Your objective:
Only the number is needed: how many lines in the entries below contain the string "DateTime"?

Excerpted records:
// src/config/mod.rs
// Central configuration for the portal, composed from domain configs

pub mod helpers;
pub mod server;

use anyhow::{Result, bail};
use once_cell::sync::Lazy;
use serde::{Deserialize, Serialize};

pub use server::{AuthConfig, ContentConfig, DatabaseConfig, HttpConfig, LoggingConfig, ServerConfig};

// Global config instance - loaded once at startup
pub static CONFIG: Lazy<PortalConfig> = Lazy::new(PortalConfig::from_env);

#[derive(Debug, Clone, Serialize, Deserialize)]
pub struct PortalConfig {
    pub server: ServerConfig,
    pub database: DatabaseConfig,
    pub auth: AuthConfig,
    pub http: HttpConfig,
    pub logging: LoggingConfig,
    pub content: ContentConfig,
}

impl PortalConfig {
    pub fn from_env() -> Self {
        // Don't fail if .env doesn't exist (production uses real env vars)
        if dotenvy::dotenv().is_err() {
            eprintln!("Warning: .env file not found. Using environment variables and defaults.");
        }

        Self {
            server: ServerConfig::from_env(),
            database: DatabaseConfig::from_env(),
            auth: AuthConfig::from_env(),
            http: HttpConfig::from_env(),
            logging: LoggingConfig::from_env(),
            content: ContentConfig::from_env(),
        }
    }

    /// In-memory database, fixed secret and the cheapest bcrypt cost.
    pub fn for_tests() -> Self {
        Self {
            server: ServerConfig {
                host: "127.0.0.1".to_string(),
                port: 0,
            },
            database: DatabaseConfig {
                url: "sqlite::memory:".to_string(),
                max_connections: 1,
                timeout: 5,
            },
            auth: AuthConfig {
                jwt_secret: "ensa-portal-test-secret".to_string(),
                token_ttl_seconds: 3600,
                bcrypt_cost: 4,
            },
            http: HttpConfig {
                cors_origin: "*".to_string(),
                request_timeout_seconds: 30,
                static_dir: None,
            },
            logging: LoggingConfig {
                level: "debug".to_string(),
            },
            content: ContentConfig {
                default_news_image: "/images/news-default.jpg".to_string(),
                home_news_count: 3,
            },
        }
    }

    /// Validate config on startup
    pub fn validate(&self) -> Result<()> {
        if self.auth.jwt_secret.trim().is_empty() {
            bail!("JWT_SECRET must be set");
        }
        if !(4..=31).contains(&self.auth.bcrypt_cost) {
            bail!("BCRYPT_COST must be between 4 and 31, got {}", self.auth.bcrypt_cost);
        }
        if self.auth.token_ttl_seconds <= 0 {
            bail!("JWT_EXPIRY_SECONDS must be positive");
        }
        if self.database.max_connections == 0 {
            bail!("PORTAL_DB_MAX_CONNECTIONS must be at least 1");
        }
        Ok(())
    }

    pub fn bind_address(&self) -> String {
        self.server.bind_address()
    }
}
// src/comments/store.rs

use chrono::Utc;
use sqlx::SqlitePool;
use tracing::info;
use uuid::Uuid;

use super::types::{Comment, CreateCommentRequest};
use crate::auth::User;
use crate::error::{PortalError, PortalResult};
use crate::validation;

pub struct CommentStore {
    pool: SqlitePool,
}

impl CommentStore {
    pub fn new(pool: SqlitePool) -> Self {
        Self { pool }
    }

    /// Comments on a post, oldest first. Unknown posts are a not-found error.
    pub async fn list_for_post(&self, post_id: &str) -> PortalResult<Vec<Comment>> {
        self.require_post(post_id).await?;

        let comments = sqlx::query_as::<_, Comment>(
            r#"
            SELECT id, post_id, author, name, text, date
            FROM comments
            WHERE post_id = ?
            ORDER BY date ASC, id ASC
            "#,
        )
        .bind(post_id)
        .fetch_all(&self.pool)
        .await?;

        Ok(comments)
    }

    pub async fn create(
        &self,
        author: &User,
        post_id: &str,
        req: CreateCommentRequest,
    ) -> PortalResult<Comment> {
        let text = validation::required(&req.text, "Text is required")?;
        self.require_post(post_id).await?;

        let comment = Comment {
            id: Uuid::new_v4().to_string(),
            post_id: post_id.to_string(),
            author: author.id.clone(),
            name: author.name.clone(),
            text,
            date: Utc::now(),
        };

        sqlx::query(
            r#"
            INSERT INTO comments (id, post_id, author, name, text, date)
            VALUES (?, ?, ?, ?, ?, ?)
            "#,
        )
        .bind(&comment.id)
        .bind(&comment.post_id)
        .bind(&comment.author)
        .bind(&comment.name)
        .bind(&comment.text)
        .bind(comment.date)
        .execute(&self.pool)
        .await?;

        info!("Comment {} added to post {} by {}", comment.id, post_id, author.id);
        Ok(comment)
    }

    /// Comment author or admin only.
    pub async fn delete(&self, actor: &User, id: &str) -> PortalResult<()> {
        let author: Option<(String,)> = sqlx::query_as("SELECT author FROM comments WHERE id = ?")
            .bind(id)
            .fetch_optional(&self.pool)
            .await?;

        let Some((author,)) = author else {
            return Err(PortalError::not_found("Comment does not exist"));
        };
        if author != actor.id && !actor.is_admin() {
            return Err(PortalError::forbidden("User not authorized"));
        }

        sqlx::query("DELETE FROM comments WHERE id = ?")
            .bind(id)
            .execute(&self.pool)
            .await?;

        Ok(())
    }

    async fn require_post(&self, post_id: &str) -> PortalResult<()> {
        let count: (i64,) = sqlx::query_as("SELECT COUNT(*) FROM posts WHERE id = ?")
            .bind(post_id)
            .fetch_one(&self.pool)
            .await?;

        if count.0 == 0 {
            return Err(PortalError::not_found("Post not found"));
        }
        Ok(())
    }
}
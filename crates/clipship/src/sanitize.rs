//! Helpers for turning free-form record fields into filesystem-safe names.

/// Characters that are unsafe in file names on at least one supported
/// platform.
const UNSAFE_CHARS: &[char] = &['\\', '/', ':', '*', '?', '"', '<', '>', '|'];

/// Maximum length of a slug in characters.
const MAX_SLUG_CHARS: usize = 60;

/// Reduces an account name (or any free-form label) to a string that is safe
/// to embed in a file name: unsafe characters become spaces, whitespace runs
/// collapse to a single space, and the result is trimmed and capped at 60
/// characters.
pub fn slugify(raw: &str) -> String {
    let replaced: String = raw
        .chars()
        .map(|c| if UNSAFE_CHARS.contains(&c) { ' ' } else { c })
        .collect();

    let collapsed = replaced.split_whitespace().collect::<Vec<_>>().join(" ");

    collapsed.chars().take(MAX_SLUG_CHARS).collect()
}
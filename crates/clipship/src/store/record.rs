//! Decoding of raw store records into typed job records.

use chrono::DateTime;
use serde::Deserialize;
use serde_json::{Map, Value};

use crate::config::FieldSchema;

/// One record exactly as the store returns it: an opaque identity plus a
/// loose field map keyed by column display name.
#[derive(Debug, Clone, Deserialize)]
pub struct RawRecord {
    pub record_id: String,
    #[serde(default)]
    pub fields: Map<String, Value>,
}

/// A publish job decoded from one store record.
///
/// Decoding is total: malformed values become absent fields, never errors.
/// Whether the job is runnable is decided later (readiness filter, source
/// path validation).
#[derive(Debug, Clone, PartialEq)]
pub struct JobRecord {
    /// Store-assigned key; may stop resolving between read and write.
    pub identity: String,
    pub account: String,
    /// Raw path text as stored; validated by the dispatcher.
    pub source_path: Option<String>,
    /// Epoch milliseconds; `None` when absent or unparseable.
    pub scheduled_at: Option<i64>,
    pub title: Option<String>,
    pub topics: Option<String>,
    pub product_link: Option<String>,
    pub product_short_title: Option<String>,
    /// Current status option name; `None` means not yet processed.
    pub status: Option<String>,
}

impl JobRecord {
    pub fn decode(raw: &RawRecord, schema: &FieldSchema) -> Self {
        let fields = &raw.fields;
        Self {
            identity: raw.record_id.clone(),
            account: text_field(fields, &schema.account).unwrap_or_default(),
            source_path: text_field(fields, &schema.source_path),
            scheduled_at: fields.get(&schema.scheduled_at).and_then(to_epoch_ms),
            title: text_field(fields, &schema.title),
            topics: text_field(fields, &schema.topics),
            product_link: text_field(fields, &schema.product_link),
            product_short_title: text_field(fields, &schema.product_short_title),
            status: text_field(fields, &schema.status),
        }
    }
}

/// Reads a text field; trims it and drops it entirely when empty or not a
/// string.
fn text_field(fields: &Map<String, Value>, column: &str) -> Option<String> {
    fields
        .get(column)
        .and_then(Value::as_str)
        .map(str::trim)
        .filter(|s| !s.is_empty())
        .map(str::to_string)
}

/// Coerces a loose field value into epoch milliseconds.
///
/// The store may hand back an integer, a float, or ISO-8601 text depending
/// on the column type and client that wrote it. Anything else is treated as
/// absent.
pub fn to_epoch_ms(value: &Value) -> Option<i64> {
    match value {
        Value::Number(n) => n
            .as_i64()
            .or_else(|| n.as_f64().map(|f| f as i64)),
        Value::String(s) => DateTime::parse_from_rfc3339(s.trim())
            .ok()
            .map(|dt| dt.timestamp_millis()),
        _ => None,
    }
}

#[cfg(test)]
mod tests {
    use super::*;
    use serde_json::json;

    fn raw(fields: Value) -> RawRecord {
        RawRecord {
            record_id: "recAAA111".to_string(),
            fields: fields.as_object().cloned().unwrap_or_default(),
        }
    }

    #[test]
    fn test_to_epoch_ms_integer() {
        assert_eq!(to_epoch_ms(&json!(1723111200000i64)), Some(1723111200000));
    }

    #[test]
    fn test_to_epoch_ms_float() {
        assert_eq!(to_epoch_ms(&json!(1723111200000.0)), Some(1723111200000));
    }

    #[test]
    fn test_to_epoch_ms_zero() {
        assert_eq!(to_epoch_ms(&json!(0)), Some(0));
    }

    #[test]
    fn test_to_epoch_ms_iso_text() {
        assert_eq!(
            to_epoch_ms(&json!("2026-08-07T12:00:00+08:00")),
            Some(1786075200000)
        );
        assert_eq!(
            to_epoch_ms(&json!("2026-08-07T04:00:00Z")),
            Some(1786075200000)
        );
    }

    #[test]
    fn test_to_epoch_ms_garbage() {
        assert_eq!(to_epoch_ms(&json!("next tuesday")), None);
        assert_eq!(to_epoch_ms(&json!(["array"])), None);
        assert_eq!(to_epoch_ms(&json!(null)), None);
    }

    #[test]
    fn test_decode_full_record() {
        let schema = FieldSchema::default();
        let record = raw(json!({
            "video_path": "/srv/videos/a.mp4",
            "account": " studio ",
            "publish_time": 1723111200000i64,
            "title": "Morning run",
            "topics": "fitness,run",
            "product_link": "https://shop.example/p/1",
            "product_short_title": "Shoes",
            "publish_status": "success",
        }));

        let job = JobRecord::decode(&record, &schema);
        assert_eq!(job.identity, "recAAA111");
        assert_eq!(job.account, "studio");
        assert_eq!(job.source_path.as_deref(), Some("/srv/videos/a.mp4"));
        assert_eq!(job.scheduled_at, Some(1723111200000));
        assert_eq!(job.title.as_deref(), Some("Morning run"));
        assert_eq!(job.status.as_deref(), Some("success"));
    }

    #[test]
    fn test_decode_missing_and_malformed_fields() {
        let schema = FieldSchema::default();
        let record = raw(json!({
            "video_path": 42,
            "publish_time": "not a date",
            "title": "   ",
        }));

        let job = JobRecord::decode(&record, &schema);
        assert_eq!(job.account, "");
        assert!(job.source_path.is_none());
        assert!(job.scheduled_at.is_none());
        assert!(job.title.is_none());
        assert!(job.status.is_none());
    }
}
//! Runtime configuration, constructed once at startup from the environment
//! and passed by reference everywhere else. No module carries mutable global
//! state.

pub mod schema;

use std::path::PathBuf;
use std::time::Duration;

use chrono::FixedOffset;

use crate::error::ConfigError;

pub use schema::{FieldSchema, StatusNames};

/// Prefix shared by every environment variable this crate reads.
const ENV_PREFIX: &str = "CLIPSHIP_";

fn env_string(name: &str) -> Option<String> {
    std::env::var(format!("{}{}", ENV_PREFIX, name))
        .ok()
        .map(|v| v.trim().to_string())
        .filter(|v| !v.is_empty())
}

fn require_env(name: &str) -> Result<String, ConfigError> {
    env_string(name).ok_or_else(|| ConfigError::MissingEnv {
        name: format!("{}{}", ENV_PREFIX, name),
    })
}

fn env_bool(name: &str, default: bool) -> bool {
    match env_string(name) {
        Some(v) => matches!(v.to_ascii_lowercase().as_str(), "1" | "true" | "yes" | "y" | "on"),
        None => default,
    }
}

fn env_parse<T: std::str::FromStr>(name: &str, default: T) -> Result<T, ConfigError> {
    match env_string(name) {
        Some(v) => v.parse().map_err(|_| ConfigError::InvalidValue {
            name: format!("{}{}", ENV_PREFIX, name),
            reason: format!("cannot parse '{}'", v),
        }),
        None => Ok(default),
    }
}

/// Connection settings for the remote record store.
///
/// Application credentials are required; there are deliberately no in-source
/// defaults for them.
#[derive(Debug, Clone)]
pub struct StoreConfig {
    pub base_url: String,
    pub app_id: String,
    pub app_secret: String,
    /// Identifies the bitable app containing the job table.
    pub app_token: String,
    pub table_id: String,
    pub view_id: Option<String>,
    pub page_size: u32,
}

impl StoreConfig {
    pub fn from_env() -> Result<Self, ConfigError> {
        Ok(Self {
            base_url: env_string("BASE_URL").unwrap_or_else(|| "https://open.feishu.cn".to_string()),
            app_id: require_env("APP_ID")?,
            app_secret: require_env("APP_SECRET")?,
            app_token: require_env("APP_TOKEN")?,
            table_id: require_env("TABLE_ID")?,
            view_id: env_string("VIEW_ID"),
            page_size: 500,
        })
    }
}

/// Filesystem layout. Everything lives under `root` unless overridden.
#[derive(Debug, Clone)]
pub struct Directories {
    pub root: PathBuf,
    /// Staged copies of source videos plus their metadata sidecars.
    pub videos: PathBuf,
    /// Per-account diagnostic artifacts from aborted workflows.
    pub runs: PathBuf,
    /// Per-account persisted credential files.
    pub cookies: PathBuf,
}

impl Directories {
    fn from_env() -> Self {
        let root = env_string("ROOT").map(PathBuf::from).unwrap_or_else(|| PathBuf::from("."));
        Self {
            videos: env_string("VIDEOS_DIR").map(PathBuf::from).unwrap_or_else(|| root.join("videos")),
            runs: env_string("RUNS_DIR").map(PathBuf::from).unwrap_or_else(|| root.join("runs")),
            cookies: env_string("COOKIES_DIR").map(PathBuf::from).unwrap_or_else(|| root.join("cookies")),
            root,
        }
    }
}

impl Default for Directories {
    fn default() -> Self {
        let root = PathBuf::from(".");
        Self {
            videos: root.join("videos"),
            runs: root.join("runs"),
            cookies: root.join("cookies"),
            root,
        }
    }
}

/// Bounds for every wait inside the publish workflow. The platform only
/// signals state changes through the page, so all of these are polls.
#[derive(Debug, Clone)]
pub struct PollPolicy {
    /// Attempts to reach one of the post-upload composer surfaces.
    pub composer_attempts: u32,
    pub composer_interval: Duration,
    /// Wall-clock bound on the binary upload itself.
    pub upload_timeout: Duration,
    pub upload_interval: Duration,
    /// Attempts to observe the post-publish navigation after clicking publish.
    pub publish_attempts: u32,
    pub publish_interval: Duration,
    /// Visibility bound for platform dialogs (product editor, cover picker).
    pub dialog_timeout: Duration,
    pub dialog_interval: Duration,
    /// Wall-clock bound on the manual out-of-band login.
    pub login_timeout: Duration,
    pub login_interval: Duration,
    /// How long the credential probe waits before declaring cookies invalid.
    pub probe_timeout: Duration,
}

impl Default for PollPolicy {
    fn default() -> Self {
        Self {
            composer_attempts: 60,
            composer_interval: Duration::from_millis(1500),
            upload_timeout: Duration::from_secs(600),
            upload_interval: Duration::from_secs(2),
            publish_attempts: 120,
            publish_interval: Duration::from_millis(1000),
            dialog_timeout: Duration::from_secs(15),
            dialog_interval: Duration::from_millis(500),
            login_timeout: Duration::from_secs(300),
            login_interval: Duration::from_secs(3),
            probe_timeout: Duration::from_secs(5),
        }
    }
}

impl PollPolicy {
    fn from_env() -> Result<Self, ConfigError> {
        let defaults = Self::default();
        Ok(Self {
            upload_timeout: Duration::from_secs(env_parse(
                "UPLOAD_TIMEOUT_SECS",
                defaults.upload_timeout.as_secs(),
            )?),
            login_timeout: Duration::from_secs(env_parse(
                "LOGIN_TIMEOUT_SECS",
                defaults.login_timeout.as_secs(),
            )?),
            ..defaults
        })
    }
}

/// Settings for the browser-driven workflow runner.
#[derive(Debug, Clone)]
pub struct WorkflowConfig {
    /// Run the browser without a visible window. CLI flags override this.
    pub headless: bool,
    /// Skip the lightweight credential probe before uploading.
    pub skip_cookie_check: bool,
    pub chrome_binary: Option<PathBuf>,
    pub chromedriver: PathBuf,
    pub title_max_chars: usize,
    pub short_title_max_chars: usize,
    pub poll: PollPolicy,
}

impl Default for WorkflowConfig {
    fn default() -> Self {
        Self {
            headless: true,
            skip_cookie_check: false,
            chrome_binary: None,
            chromedriver: PathBuf::from("chromedriver"),
            title_max_chars: 30,
            short_title_max_chars: 10,
            poll: PollPolicy::default(),
        }
    }
}

impl WorkflowConfig {
    fn from_env() -> Result<Self, ConfigError> {
        let defaults = Self::default();
        Ok(Self {
            headless: env_bool("HEADLESS", defaults.headless),
            skip_cookie_check: env_bool("SKIP_COOKIE_CHECK", defaults.skip_cookie_check),
            chrome_binary: env_string("CHROME_BINARY").map(PathBuf::from),
            chromedriver: env_string("CHROMEDRIVER")
                .map(PathBuf::from)
                .unwrap_or(defaults.chromedriver),
            poll: PollPolicy::from_env()?,
            ..defaults
        })
    }
}

/// Settings for the dispatch cycle.
#[derive(Debug, Clone)]
pub struct DispatchConfig {
    /// Program to run per job instead of re-invoking the current executable's
    /// `upload` subcommand. Mostly a test seam.
    pub runner_program: Option<PathBuf>,
    /// Run workflow browsers headed during dispatch.
    pub headed: bool,
    /// Offset of the publication timezone, in hours east of UTC.
    pub tz_offset_hours: i32,
}

impl Default for DispatchConfig {
    fn default() -> Self {
        Self {
            runner_program: None,
            headed: false,
            tz_offset_hours: 8,
        }
    }
}

impl DispatchConfig {
    fn from_env() -> Result<Self, ConfigError> {
        let defaults = Self::default();
        Ok(Self {
            runner_program: env_string("RUNNER").map(PathBuf::from),
            headed: env_bool("DISPATCH_HEADED", defaults.headed),
            tz_offset_hours: env_parse("TZ_OFFSET_HOURS", defaults.tz_offset_hours)?,
        })
    }
}

/// The full runtime configuration.
#[derive(Debug, Clone, Default)]
pub struct Config {
    pub dirs: Directories,
    pub workflow: WorkflowConfig,
    pub dispatch: DispatchConfig,
    pub schema: FieldSchema,
    pub status: StatusNames,
}

impl Config {
    /// Builds the configuration from `CLIPSHIP_*` environment variables,
    /// validating the field schema once. Store credentials are read
    /// separately via [`StoreConfig::from_env`] because only the dispatcher
    /// needs them.
    pub fn from_env() -> Result<Self, ConfigError> {
        let schema = match env_string("FIELD_SCHEMA") {
            Some(json) => FieldSchema::from_json(&json)?,
            None => FieldSchema::default(),
        };
        schema.validate()?;

        let status = StatusNames {
            success: env_string("STATUS_SUCCESS").unwrap_or_else(|| StatusNames::default().success),
            failure: env_string("STATUS_FAILURE").unwrap_or_else(|| StatusNames::default().failure),
        };

        Ok(Self {
            dirs: Directories::from_env(),
            workflow: WorkflowConfig::from_env()?,
            dispatch: DispatchConfig::from_env()?,
            schema,
            status,
        })
    }

    /// The fixed publication timezone (UTC+8 unless overridden).
    pub fn timezone(&self) -> FixedOffset {
        FixedOffset::east_opt(self.dispatch.tz_offset_hours * 3600)
            .unwrap_or_else(|| FixedOffset::east_opt(8 * 3600).expect("static offset"))
    }
}
use std::path::PathBuf;

use clap::{Parser, Subcommand};
use log::{error, info, warn};

use clipship::dispatch::DispatchError;
use clipship::workflow::{self, PublishTime, UploadOptions};
use clipship::{Config, Dispatcher, StoreConfig, StoreError};

/// Exit codes for fatal dispatch-cycle failures; per-job failures do not
/// change the dispatcher's exit code.
const EXIT_AUTH_FAILED: i32 = 2;
const EXIT_FETCH_FAILED: i32 = 3;

#[derive(Parser)]
#[command(name = "clipship", version, about = "Scheduled video publishing for creator platforms")]
struct Cli {
    #[command(subcommand)]
    command: Command,
}

#[derive(Subcommand)]
enum Command {
    /// Poll the record store once and run every due publish job.
    Dispatch {
        /// Run workflow browsers with a visible window.
        #[arg(long)]
        headed: bool,
    },
    /// Create or validate the stored credential for an account.
    Setup {
        /// Account alias; selects the credential file.
        account: String,
        /// Use a visible browser window for the validity check.
        #[arg(long)]
        headed: bool,
    },
    /// Publish a single video.
    Upload {
        /// Path to the video file.
        video: PathBuf,
        /// Account alias; selects the credential file.
        #[arg(long)]
        account: String,
        /// Video title; defaults to the sidecar's, then the file stem.
        #[arg(short = 't', long)]
        title: Option<String>,
        /// Comma-separated topic tags.
        #[arg(long)]
        tags: Option<String>,
        /// 0 = publish immediately, or a local time as YYYY-MM-DD HH:MM.
        #[arg(long, default_value = "0")]
        publish_time: String,
        /// Product link to attach.
        #[arg(long)]
        product_url: Option<String>,
        /// Product short title (10 characters max).
        #[arg(long)]
        product_title: Option<String>,
        /// Cover image path.
        #[arg(long)]
        thumbnail: Option<PathBuf>,
        /// Run the browser with a visible window.
        #[arg(long)]
        headed: bool,
        /// Skip the credential probe before uploading.
        #[arg(long)]
        skip_cookie_check: bool,
        /// Metadata sidecar path; defaults to the video's .txt neighbor.
        #[arg(long)]
        meta: Option<PathBuf>,
    },
}

fn init_logging() {
    let filter = tracing_subscriber::EnvFilter::try_from_default_env()
        .unwrap_or_else(|_| tracing_subscriber::EnvFilter::new("info"));
    tracing_subscriber::fmt().with_env_filter(filter).init();
}

#[tokio::main]
async fn main() {
    init_logging();
    let cli = Cli::parse();
    std::process::exit(run(cli).await);
}

async fn run(cli: Cli) -> i32 {
    let config = match Config::from_env() {
        Ok(config) => config,
        Err(e) => {
            error!("{}", e);
            return 1;
        }
    };

    match cli.command {
        Command::Dispatch { headed } => dispatch(config, headed).await,
        Command::Setup { account, headed } => setup(config, &account, headed).await,
        Command::Upload {
            video,
            account,
            title,
            tags,
            publish_time,
            product_url,
            product_title,
            thumbnail,
            headed,
            skip_cookie_check,
            meta,
        } => {
            let publish_time = match PublishTime::parse(&publish_time) {
                Ok(publish_time) => publish_time,
                Err(e) => {
                    error!("{}", e);
                    return 1;
                }
            };
            let opts = UploadOptions {
                account,
                video,
                title,
                tags,
                publish_time,
                product_link: product_url,
                product_short_title: product_title,
                thumbnail,
                headed,
                skip_cookie_check,
                sidecar: meta,
            };
            upload(config, opts).await
        }
    }
}

async fn dispatch(config: Config, headed: bool) -> i32 {
    info!("clipship dispatcher v{}", env!("CARGO_PKG_VERSION"));

    let store = match StoreConfig::from_env() {
        Ok(store) => store,
        Err(e) => {
            error!("{}", e);
            return 1;
        }
    };

    let headed = headed || config.dispatch.headed;
    info!(
        "Browser mode: {}",
        if headed { "visual (headed)" } else { "headless" }
    );

    let dispatcher = match Dispatcher::new(config, store) {
        Ok(dispatcher) => dispatcher,
        Err(e) => {
            error!("{}", e);
            return 1;
        }
    };

    match dispatcher.run(headed).await {
        Ok(report) => {
            info!(
                "Done: {}/{} ready jobs succeeded",
                report.succeeded, report.ready
            );
            0
        }
        Err(DispatchError::Store(StoreError::Auth(reason))) => {
            error!("Token exchange failed: {}", reason);
            EXIT_AUTH_FAILED
        }
        Err(DispatchError::Store(StoreError::Fetch(reason))) => {
            error!("Reading the job table failed: {}", reason);
            EXIT_FETCH_FAILED
        }
        Err(e) => {
            error!("Dispatch cycle failed: {}", e);
            1
        }
    }
}

async fn setup(config: Config, account: &str, headed: bool) -> i32 {
    match workflow::run_setup(&config, account, headed).await {
        Ok(true) => {
            info!("Credential for '{}' is valid", account);
            0
        }
        Ok(false) => {
            warn!("Credential for '{}' is missing or invalid", account);
            1
        }
        Err(e) => {
            error!("Setup failed: {}", e);
            1
        }
    }
}

async fn upload(config: Config, opts: UploadOptions) -> i32 {
    let verdict = workflow::run_upload(&config, opts).await;
    verdict.emit();
    verdict.exit_code()
}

Output of the task:
2